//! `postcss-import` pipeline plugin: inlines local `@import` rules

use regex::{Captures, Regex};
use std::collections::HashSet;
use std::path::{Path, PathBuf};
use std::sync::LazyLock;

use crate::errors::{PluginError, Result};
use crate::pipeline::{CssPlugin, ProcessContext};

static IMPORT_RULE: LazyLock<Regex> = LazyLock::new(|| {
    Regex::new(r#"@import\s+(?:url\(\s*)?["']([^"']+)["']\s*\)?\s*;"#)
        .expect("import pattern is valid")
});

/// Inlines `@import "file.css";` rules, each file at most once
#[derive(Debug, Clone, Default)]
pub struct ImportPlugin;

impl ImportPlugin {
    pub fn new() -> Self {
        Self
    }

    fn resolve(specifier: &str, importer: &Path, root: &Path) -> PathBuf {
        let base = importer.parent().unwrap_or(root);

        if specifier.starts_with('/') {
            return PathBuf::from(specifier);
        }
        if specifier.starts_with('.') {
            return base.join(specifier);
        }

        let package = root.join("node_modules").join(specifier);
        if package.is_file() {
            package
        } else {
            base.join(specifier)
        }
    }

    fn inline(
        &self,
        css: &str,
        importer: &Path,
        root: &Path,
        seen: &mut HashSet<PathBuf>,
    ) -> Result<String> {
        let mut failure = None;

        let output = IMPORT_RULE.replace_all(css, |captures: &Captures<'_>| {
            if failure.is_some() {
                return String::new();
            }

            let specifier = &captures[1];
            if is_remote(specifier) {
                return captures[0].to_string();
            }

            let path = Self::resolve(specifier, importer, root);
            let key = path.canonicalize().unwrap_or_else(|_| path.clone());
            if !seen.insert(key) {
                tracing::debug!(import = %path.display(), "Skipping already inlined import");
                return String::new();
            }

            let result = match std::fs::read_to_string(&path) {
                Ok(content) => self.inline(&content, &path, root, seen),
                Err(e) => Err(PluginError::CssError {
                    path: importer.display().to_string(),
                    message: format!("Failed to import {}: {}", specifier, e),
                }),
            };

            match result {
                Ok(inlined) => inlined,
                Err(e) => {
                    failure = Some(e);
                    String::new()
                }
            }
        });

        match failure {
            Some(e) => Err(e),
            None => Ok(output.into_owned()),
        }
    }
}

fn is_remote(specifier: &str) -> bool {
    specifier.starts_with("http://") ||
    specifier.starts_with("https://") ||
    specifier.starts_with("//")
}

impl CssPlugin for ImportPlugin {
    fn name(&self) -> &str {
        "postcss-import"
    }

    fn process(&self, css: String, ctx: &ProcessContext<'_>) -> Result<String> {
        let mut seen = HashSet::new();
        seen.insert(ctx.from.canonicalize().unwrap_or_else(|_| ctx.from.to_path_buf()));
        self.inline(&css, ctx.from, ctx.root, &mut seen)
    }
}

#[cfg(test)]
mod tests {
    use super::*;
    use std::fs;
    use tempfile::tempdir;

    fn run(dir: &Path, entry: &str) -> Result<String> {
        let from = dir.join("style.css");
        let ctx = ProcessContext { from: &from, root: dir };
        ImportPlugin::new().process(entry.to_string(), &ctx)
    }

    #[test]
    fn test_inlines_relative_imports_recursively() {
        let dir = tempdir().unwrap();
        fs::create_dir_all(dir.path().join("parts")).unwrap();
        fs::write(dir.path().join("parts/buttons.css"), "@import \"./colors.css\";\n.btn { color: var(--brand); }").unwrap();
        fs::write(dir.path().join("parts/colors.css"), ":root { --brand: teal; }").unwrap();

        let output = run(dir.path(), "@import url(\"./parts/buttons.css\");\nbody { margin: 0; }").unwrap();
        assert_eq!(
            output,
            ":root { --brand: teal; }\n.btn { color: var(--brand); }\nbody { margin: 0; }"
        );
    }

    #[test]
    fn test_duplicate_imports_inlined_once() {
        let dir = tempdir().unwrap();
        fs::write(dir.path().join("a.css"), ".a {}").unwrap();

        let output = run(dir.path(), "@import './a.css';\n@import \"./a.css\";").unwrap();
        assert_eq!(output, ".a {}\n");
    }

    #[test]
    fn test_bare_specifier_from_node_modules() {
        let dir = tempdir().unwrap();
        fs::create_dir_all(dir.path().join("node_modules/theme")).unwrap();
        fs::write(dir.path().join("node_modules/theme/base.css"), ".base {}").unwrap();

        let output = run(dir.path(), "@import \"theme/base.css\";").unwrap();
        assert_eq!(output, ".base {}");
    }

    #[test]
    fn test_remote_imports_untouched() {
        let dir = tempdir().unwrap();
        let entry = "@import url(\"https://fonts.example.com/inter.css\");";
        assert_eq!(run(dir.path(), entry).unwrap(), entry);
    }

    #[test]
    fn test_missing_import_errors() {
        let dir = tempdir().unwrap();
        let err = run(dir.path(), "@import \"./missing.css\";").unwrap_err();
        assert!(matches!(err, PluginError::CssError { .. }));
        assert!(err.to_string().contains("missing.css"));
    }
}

....

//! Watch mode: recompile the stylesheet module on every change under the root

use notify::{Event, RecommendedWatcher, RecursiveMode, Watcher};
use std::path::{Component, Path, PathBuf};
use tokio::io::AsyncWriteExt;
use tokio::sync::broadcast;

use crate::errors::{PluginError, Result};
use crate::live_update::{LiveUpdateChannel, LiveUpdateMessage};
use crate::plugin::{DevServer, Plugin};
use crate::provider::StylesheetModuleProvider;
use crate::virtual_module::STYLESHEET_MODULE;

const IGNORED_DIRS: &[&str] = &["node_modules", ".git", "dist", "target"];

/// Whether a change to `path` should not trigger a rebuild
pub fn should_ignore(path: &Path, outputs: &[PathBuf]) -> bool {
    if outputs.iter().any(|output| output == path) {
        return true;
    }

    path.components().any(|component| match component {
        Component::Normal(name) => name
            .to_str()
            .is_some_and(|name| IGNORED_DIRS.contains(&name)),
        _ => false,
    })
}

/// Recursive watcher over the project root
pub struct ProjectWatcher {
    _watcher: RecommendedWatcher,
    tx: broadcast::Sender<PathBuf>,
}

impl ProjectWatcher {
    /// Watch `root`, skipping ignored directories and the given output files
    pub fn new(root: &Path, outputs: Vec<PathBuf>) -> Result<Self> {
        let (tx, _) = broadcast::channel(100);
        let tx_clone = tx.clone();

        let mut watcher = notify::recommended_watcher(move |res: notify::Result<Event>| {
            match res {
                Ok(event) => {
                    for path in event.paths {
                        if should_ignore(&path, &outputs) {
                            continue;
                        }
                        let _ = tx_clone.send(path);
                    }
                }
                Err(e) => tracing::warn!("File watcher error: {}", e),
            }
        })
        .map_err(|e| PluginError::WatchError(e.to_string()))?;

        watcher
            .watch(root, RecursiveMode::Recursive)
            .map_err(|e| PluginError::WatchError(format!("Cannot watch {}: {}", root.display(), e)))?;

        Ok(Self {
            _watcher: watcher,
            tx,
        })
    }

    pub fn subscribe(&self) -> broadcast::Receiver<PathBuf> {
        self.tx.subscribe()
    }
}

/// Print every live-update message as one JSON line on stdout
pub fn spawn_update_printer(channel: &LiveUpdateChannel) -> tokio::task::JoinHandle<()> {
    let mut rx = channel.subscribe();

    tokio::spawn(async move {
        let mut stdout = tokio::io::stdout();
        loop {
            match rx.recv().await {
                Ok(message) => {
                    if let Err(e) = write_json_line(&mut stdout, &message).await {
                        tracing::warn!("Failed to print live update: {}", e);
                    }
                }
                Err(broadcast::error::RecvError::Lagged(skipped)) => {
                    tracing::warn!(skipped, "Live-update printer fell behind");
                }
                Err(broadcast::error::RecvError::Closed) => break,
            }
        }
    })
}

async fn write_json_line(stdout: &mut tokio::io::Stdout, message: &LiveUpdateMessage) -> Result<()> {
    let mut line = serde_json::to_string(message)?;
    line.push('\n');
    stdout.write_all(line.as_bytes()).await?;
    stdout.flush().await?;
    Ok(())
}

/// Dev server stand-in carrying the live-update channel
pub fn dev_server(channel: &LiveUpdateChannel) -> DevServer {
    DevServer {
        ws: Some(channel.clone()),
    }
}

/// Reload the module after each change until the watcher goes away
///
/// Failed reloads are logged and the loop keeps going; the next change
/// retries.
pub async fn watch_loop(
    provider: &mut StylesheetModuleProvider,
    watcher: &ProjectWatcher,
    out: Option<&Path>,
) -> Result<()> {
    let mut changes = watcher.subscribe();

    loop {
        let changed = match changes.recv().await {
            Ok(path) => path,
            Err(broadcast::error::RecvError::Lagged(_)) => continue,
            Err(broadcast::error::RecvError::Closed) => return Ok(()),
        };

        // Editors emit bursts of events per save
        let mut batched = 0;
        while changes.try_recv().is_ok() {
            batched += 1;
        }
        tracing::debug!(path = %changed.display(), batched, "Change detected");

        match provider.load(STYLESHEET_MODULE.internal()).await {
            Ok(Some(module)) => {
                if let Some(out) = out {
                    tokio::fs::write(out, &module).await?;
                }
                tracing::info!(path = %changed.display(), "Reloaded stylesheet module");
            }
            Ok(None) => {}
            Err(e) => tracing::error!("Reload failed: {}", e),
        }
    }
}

....

### PROBLEM TO WORK ON
Check each line of the entries, and copy the ones that contain "margin".

### RESULT OF THE TASK
        let output = run(dir.path(), "@import url(\"./parts/buttons.css\");\nbody { margin: 0; }").unwrap();
            ":root { --brand: teal; }\n.btn { color: var(--brand); }\nbody { margin: 0; }"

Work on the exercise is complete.